In the absence of a statute expressly exempting a policy after it has become due and payable, it would be narrow and unreasonable to hold it exempt, unless its proceeds are also exempt, and so continue as long as they can be identified. The respondent, both at the trial and upon the argument before us, made the broad claim that the proceeds of the policy, after payment thereof to the wife, are exempt from all legal process issued against her property. What would be the practical effect of such a rule? Policies upon the lives of husbands for the benefit of their wives, the premiums being paid by the husband, are almost universal. Hence, a vast accumulation of property would not only be placed beyond the reach of creditors for the collection of their just claims, but it would also be withdrawn from taxation, as the same rule applies to both subjects. "All property exempt by law from execution," with two exceptions not now important, is also "exempt from taxation" by the express command of the Tax Law. (L. 1896, ch. 908, § 4; L. 1897, ch. 347, § 1.) A man, however heavily indebted he might be, could expend five hundred dollars every year in the purchase of insurance upon his life, either endowment or ordinary, and after it was paid over to his wife, she could hold it not only in defiance of his creditors, but also of her own and of the State itself. The exemption would be purely arbitrary and wholly independent of her necessities, for if she is entitled to it at all, she is entitled *323 to it whether she needs it or not. Whether with or without children, whether destitute or in affluence, she could claim exemption simply because the subject was money derived from insuring her husband's life. Insurance money is not like that derived from pensions, which are granted only when the primary recipient is disabled wholly, or in part, by wounds or by disease contracted in the service of his country in time of war. Moreover, pensions are a bounty paid by government, and do not spring from a fund which may have come from creditors and may be needed for the payment of debts. They are designed to prevent those who have rendered valuable services to the nation from becoming dependent on account of some disability received while rendering such services. They do not come from creditors either of the husband or the wife, but if the rule contended for is to prevail, even money borrowed to pay premiums and thus to create the insurance fund could not be collected out of it.

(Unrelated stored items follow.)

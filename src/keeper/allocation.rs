//! Allocation engine: pure budget math over a treasury snapshot.
//!
//! Budgets are recomputed from the ledger's cumulative counters every cycle
//! and never cached. Arithmetic is integer (u128) and mirrors the treasury
//! program's own allocation check, so a budget computed here is never
//! rejected on-chain for exceeding the allocation.

use std::fmt;

use serde::Serialize;

use crate::config::{ALLOCATION_TOLERANCE, Allocations};
use crate::error::{KeeperError, KeeperResult};
use crate::onchain_instance::treasury_state::{BPS_DENOMINATOR, TreasuryState};

#[derive(Debug, Clone, Copy, PartialEq, Eq, Hash, Serialize)]
#[serde(rename_all = "snake_case")]
pub enum OperationCategory {
    Buyback,
    Liquidity,
}

impl fmt::Display for OperationCategory {
    fn fmt(&self, f: &mut fmt::Formatter<'_>) -> fmt::Result {
        match self {
            OperationCategory::Buyback => write!(f, "buyback"),
            OperationCategory::Liquidity => write!(f, "liquidity"),
        }
    }
}

/// Allocation split in basis points.
#[derive(Debug, Clone, Copy, PartialEq, Eq, Serialize)]
pub struct AllocationRatios {
    pub buyback_bps: u16,
    pub liquidity_bps: u16,
    pub reserve_bps: u16,
}

impl AllocationRatios {
    pub fn from_state(state: &TreasuryState) -> Self {
        Self {
            buyback_bps: state.buyback_allocation_bps,
            liquidity_bps: state.liquidity_allocation_bps,
            reserve_bps: state.reserve_allocation_bps,
        }
    }

    pub fn bps(&self, category: OperationCategory) -> u16 {
        match category {
            OperationCategory::Buyback => self.buyback_bps,
            OperationCategory::Liquidity => self.liquidity_bps,
        }
    }

    pub fn ratio(&self, category: OperationCategory) -> f64 {
        self.bps(category) as f64 / BPS_DENOMINATOR as f64
    }
}

fn spent(category: OperationCategory, state: &TreasuryState) -> u64 {
    match category {
        OperationCategory::Buyback => state.total_buybacks_usdc,
        OperationCategory::Liquidity => state.total_liquidity_usdc,
    }
}

/// Remaining budget for a category: `converted * ratio - spent`, floored at 0.
pub fn budget_for(
    category: OperationCategory,
    state: &TreasuryState,
    ratios: &AllocationRatios,
) -> u64 {
    let total_budget = state.total_usdc_converted as u128 * ratios.bps(category) as u128
        / BPS_DENOMINATOR as u128;
    let remaining = total_budget.saturating_sub(spent(category, state) as u128);
    // bps never exceed the denominator in a valid snapshot; clamp anyway.
    remaining.min(u64::MAX as u128) as u64
}

/// Amount actually dispatched: the smallest of budget, balance and cap.
pub fn clamp_spend(budget: u64, available_balance: u64, max_per_cycle: u64) -> u64 {
    budget.min(available_balance).min(max_per_cycle)
}

/// Cross-check the local allocation defaults against the ledger's bps at
/// startup. The ledger is authoritative; divergence beyond the tolerance
/// means the operator's picture of the treasury is wrong, so refuse to run.
pub fn reconcile(local: &Allocations, state: &TreasuryState) -> KeeperResult<AllocationRatios> {
    state.check_allocation_invariant()?;
    let ledger = AllocationRatios::from_state(state);
    let reserve_ratio = ledger.reserve_bps as f64 / BPS_DENOMINATOR as f64;

    for (name, local_ratio, ledger_ratio) in [
        ("buyback", local.buyback, ledger.ratio(OperationCategory::Buyback)),
        ("liquidity", local.liquidity, ledger.ratio(OperationCategory::Liquidity)),
        ("reserve", local.reserve, reserve_ratio),
    ] {
        if (local_ratio - ledger_ratio).abs() > ALLOCATION_TOLERANCE {
            return Err(KeeperError::ConfigInvalid(format!(
                "allocations.{} = {} diverges from ledger value {} (tolerance {})",
                name, local_ratio, ledger_ratio, ALLOCATION_TOLERANCE
            )));
        }
    }
    Ok(ledger)
}

#[cfg(test)]
mod tests {
    use super::*;
    use crate::onchain_instance::treasury_state::sample_state;

    fn half_split() -> AllocationRatios {
        AllocationRatios { buyback_bps: 5_000, liquidity_bps: 3_000, reserve_bps: 2_000 }
    }

    #[test]
    fn buyback_budget_before_and_after_spend() {
        let mut state = sample_state();
        state.total_usdc_converted = 1_000;
        state.total_buybacks_usdc = 0;
        assert_eq!(budget_for(OperationCategory::Buyback, &state, &half_split()), 500);

        state.total_buybacks_usdc = 500;
        assert_eq!(budget_for(OperationCategory::Buyback, &state, &half_split()), 0);
    }

    #[test]
    fn liquidity_budget_uses_its_own_counter() {
        let mut state = sample_state();
        state.total_usdc_converted = 1_000;
        state.total_buybacks_usdc = 500;
        state.total_liquidity_usdc = 100;
        assert_eq!(budget_for(OperationCategory::Liquidity, &state, &half_split()), 200);
    }

    #[test]
    fn overspent_category_floors_at_zero() {
        let mut state = sample_state();
        state.total_usdc_converted = 1_000;
        state.total_liquidity_usdc = 10_000;
        assert_eq!(budget_for(OperationCategory::Liquidity, &state, &half_split()), 0);
    }

    #[test]
    fn budget_non_increasing_in_spent() {
        let mut state = sample_state();
        state.total_usdc_converted = 987_654_321;
        let ratios = half_split();
        let mut previous = u64::MAX;
        for spent in (0..600_000_000u64).step_by(7_777_777) {
            state.total_buybacks_usdc = spent;
            let budget = budget_for(OperationCategory::Buyback, &state, &ratios);
            assert!(budget <= previous);
            previous = budget;
        }
        assert_eq!(previous, 0);
    }

    #[test]
    fn no_overflow_at_counter_limits() {
        let mut state = sample_state();
        state.total_usdc_converted = u64::MAX;
        let ratios = AllocationRatios { buyback_bps: 10_000, liquidity_bps: 0, reserve_bps: 0 };
        assert_eq!(budget_for(OperationCategory::Buyback, &state, &ratios), u64::MAX);
        assert_eq!(budget_for(OperationCategory::Liquidity, &state, &ratios), 0);
    }

    #[test]
    fn clamp_takes_minimum() {
        assert_eq!(clamp_spend(1_000, 600, 300), 300);
        assert_eq!(clamp_spend(200, 600, 300), 200);
        assert_eq!(clamp_spend(1_000, 100, 300), 100);
        assert_eq!(clamp_spend(0, 600, 300), 0);
    }

    #[test]
    fn reconcile_accepts_matching_and_rejects_divergent() {
        let state = sample_state();
        let local = Allocations { buyback: 0.5, liquidity: 0.3, reserve: 0.2 };
        assert_eq!(reconcile(&local, &state).unwrap(), half_split());

        let drifted = Allocations { buyback: 0.45, liquidity: 0.35, reserve: 0.2 };
        assert!(matches!(reconcile(&drifted, &state), Err(KeeperError::ConfigInvalid(_))));
    }

    #[test]
    fn reconcile_rejects_broken_ledger_split() {
        let mut state = sample_state();
        state.reserve_allocation_bps = 0;
        let local = Allocations { buyback: 0.5, liquidity: 0.3, reserve: 0.2 };
        assert!(matches!(reconcile(&local, &state), Err(KeeperError::ConfigInvalid(_))));
    }
}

If the legislature intended to exempt insurance money, the presumption is that it would have said so expressly, and possibly would have so hedged in the exemption as to limit it to the needy and deserving. It apparently regarded it as a sufficient protection to exempt policies from the claims of the husband's creditors, without extending the exemption to the creditors of the wife. At one time it exempted insurance moneys paid by co-operative societies, but it has reversed its policy in that regard and they are no longer exempt. (Bull v. Case, supra.) It has never declared that insurance moneys paid by regular insurance corporations should be exempt, and the courts cannot declare them exempt without judicial legislation. As the money is not exempt after it has been paid to the beneficiary, we do not think it is exempt after it has become due, and we, therefore, reverse the order of the Appellate Division and affirm the judgment rendered by the trial court, with costs.

PARKER, Ch. J., GRAY, BARTLETT and MARTIN, JJ., concur; O'BRIEN and HAIGHT, JJ., not voting.